# Gradient Descent Tutorial

Link to Presentation: https://docs.google.com/presentation/d/1basYOmB3uW8l-p-v1OChzzYI0bzm-r3dr8wFTRpluhk/edit?usp=sharing

## Import Libraries

In [1]:
import numpy as np
import math

## Function Definitions
Definitions of various functions and their gradients.

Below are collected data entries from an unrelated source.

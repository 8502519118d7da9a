use crate::models::attendance::Attendance;
use crate::models::color::SeatColor;
use crate::models::position::Position;
use serde::{Deserialize, Serialize};

/// The part of a seat that travels with a person when seats are swapped
/// or shuffled.
#[derive(Debug, Clone, Default, PartialEq, Eq, Hash, Serialize)]
pub struct SeatContent {
    pub name: String,
    pub memo: String,
    pub color: SeatColor,
}

#[derive(Debug, Clone, PartialEq, Eq, Serialize)]
pub struct Seat {
    pub position: Position,
    #[serde(flatten)]
    pub content: SeatContent,
    pub attendance: Attendance,
}

impl Seat {
    pub fn from_record(position: Position, record: SeatRecord) -> Self {
        Self {
            position,
            content: SeatContent {
                name: record.name,
                memo: record.memo,
                color: record.color,
            },
            attendance: record.attendance,
        }
    }

    pub fn to_record(&self) -> SeatRecord {
        SeatRecord {
            name: self.content.name.clone(),
            memo: self.content.memo.clone(),
            color: self.content.color.clone(),
            attendance: self.attendance,
        }
    }
}

/// Scalar fields persisted per seat.
#[derive(Debug, Clone, Copy, PartialEq, Eq)]
pub enum SeatField {
    Name,
    Memo,
    Color,
    Attendance,
}

impl SeatField {
    pub const ALL: [SeatField; 4] = [
        SeatField::Name,
        SeatField::Memo,
        SeatField::Color,
        SeatField::Attendance,
    ];

    pub fn as_str(&self) -> &'static str {
        match self {
            SeatField::Name => "name",
            SeatField::Memo => "memo",
            SeatField::Color => "color",
            SeatField::Attendance => "attendance",
        }
    }
}

/// All scalar fields of one seat, written to storage as a single value.
#[derive(Debug, Clone, Default, PartialEq, Eq)]
pub struct SeatRecord {
    pub name: String,
    pub memo: String,
    pub color: SeatColor,
    pub attendance: Attendance,
}

/// Wire form of [`SeatRecord`]. Every field is optional so that a record
/// written by an older build, or edited by hand, still loads.
#[derive(Debug, Default, Serialize, Deserialize)]
struct StoredRecord {
    #[serde(default)]
    name: Option<String>,
    #[serde(default)]
    memo: Option<String>,
    #[serde(default)]
    color: Option<String>,
    #[serde(default)]
    attendance: Option<String>,
}

impl SeatRecord {
    pub fn field(&self, field: SeatField) -> String {
        match field {
            SeatField::Name => self.name.clone(),
            SeatField::Memo => self.memo.clone(),
            SeatField::Color => self.color.to_string(),
            SeatField::Attendance => self.attendance.to_db_str().to_string(),
        }
    }

    /// Assign a raw stored value. Values that do not parse fall back to the
    /// field default.
    pub fn set_field(&mut self, field: SeatField, value: &str) {
        match field {
            SeatField::Name => self.name = value.to_string(),
            SeatField::Memo => self.memo = value.to_string(),
            SeatField::Color => self.color = SeatColor::parse(value).unwrap_or_default(),
            SeatField::Attendance => {
                self.attendance = Attendance::from_db_str(value).unwrap_or_default()
            }
        }
    }

    pub fn to_json(&self) -> serde_json::Result<String> {
        serde_json::to_string(&StoredRecord {
            name: Some(self.name.clone()),
            memo: Some(self.memo.clone()),
            color: Some(self.color.to_string()),
            attendance: Some(self.attendance.to_db_str().to_string()),
        })
    }

    /// Lenient decode: `None` when the value is not a JSON object at all.
    pub fn from_json(raw: &str) -> Option<Self> {
        let stored: StoredRecord = serde_json::from_str(raw).ok()?;
        let mut record = SeatRecord::default();
        if let Some(v) = stored.name {
            record.set_field(SeatField::Name, &v);
        }
        if let Some(v) = stored.memo {
            record.set_field(SeatField::Memo, &v);
        }
        if let Some(v) = stored.color {
            record.set_field(SeatField::Color, &v);
        }
        if let Some(v) = stored.attendance {
            record.set_field(SeatField::Attendance, &v);
        }
        Some(record)
    }
}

We will try to reach the minimas of these functions starting from a random initial value

In [2]:
def f1(X):
    return np.sum(np.square(X))
def grad_f1(X):
    grad = np.zeros_like(X)
    for i in range(len(X)):
        grad[i] = 2*X[i]
    return grad

def f2(X):
    my_sum=0
    for i in range(len(X)):
        my_sum+= math.sin(X[i])
    return my_sum
def grad_f2(X):
    epsilon = 1e-6
    grad = np.zeros_like(X)
    for i in range(len(X)):
        grad[i] = math.cos(X[i])
    return grad

def f3(X):
    return math.sin(np.sum(X))
def grad_f3(X):
    return math.cos(np.sum(X))

def f4(X):
    my_sum = 0
    for i in range(len(X)):
        my_sum+= (i+1) * (X[i] ** (i+1))
    return my_sum

def grad_f4(X):
    grad = np.zeros_like(X)
    for i in range(len(X)):
#         print(i,X[i])
        grad[i] = (i+1) * ((i+1) * (X[i] ** i))
    return grad

def f5(X):
    coeffs = np.zeros_like(X)
    my_vars = np.zeros_like(X)
    for i in range(len(coeffs)):
        coeffs[i] = (i+1)
        my_vars[i] = (X[i] ** (i+1))
    return coeffs.T @ my_vars

## Gradient Descent

**Note:** Talk about convergence_threshold
- Just a bargain between time and precision
- Near the minima, update rate becomes very slow
- Also, getting an exact match for complex functions is difficult (splly when going stochastic)

In [3]:
def grad_desc_v1(X_init, f, grad_f, convergence_threshold=1e-6, max_iters=1000):
    X_old = X_init # Initialize X_old with the initial value chose for X
    iter_count = 0
    while iter_count < max_iters:
        iter_count+= 1
        output_old = f(X_old)
        grad = grad_f(X_old)
        X_new = X_old - grad
        output_new = f(X_new)
        X_old = X_new # Once X has been updated, now the new X becomes the old X
        if abs(output_new - output_old) < convergence_threshold:
            break
    return X_old, iter_count

def grad_desc_v2(X_init, f, grad_f, convergence_threshold=1e-6, max_iters=1000):
    """ This function is same as the v1 function except that we print the intermediate values which X takes """
    
    print("##### Function 2 log #####")
    X_old = X_init # Initialize X_old with the initial value chose for X
    iter_count = 0
    while iter_count < max_iters:
        iter_count+= 1
        output_old = f(X_old)
        grad = grad_f(X_old)
        X_new = X_old - grad
        output_new = f(X_new)
        print("Prev X, New X, grad", X_old, X_new, grad)
        X_old = X_new # Once X has been updated, now the new X becomes the old X
        if abs(output_new - output_old) < convergence_threshold:
            break
    print("##### GD Version 2 Log End #####")
    return X_old, iter_count

def grad_desc_v3(X_init, f, grad_f, convergence_threshold=1e-6, max_iters=1000):
    """ This function is same as the v1 function except that we have remove convergence threshold criteria
    and are printing intermediate values """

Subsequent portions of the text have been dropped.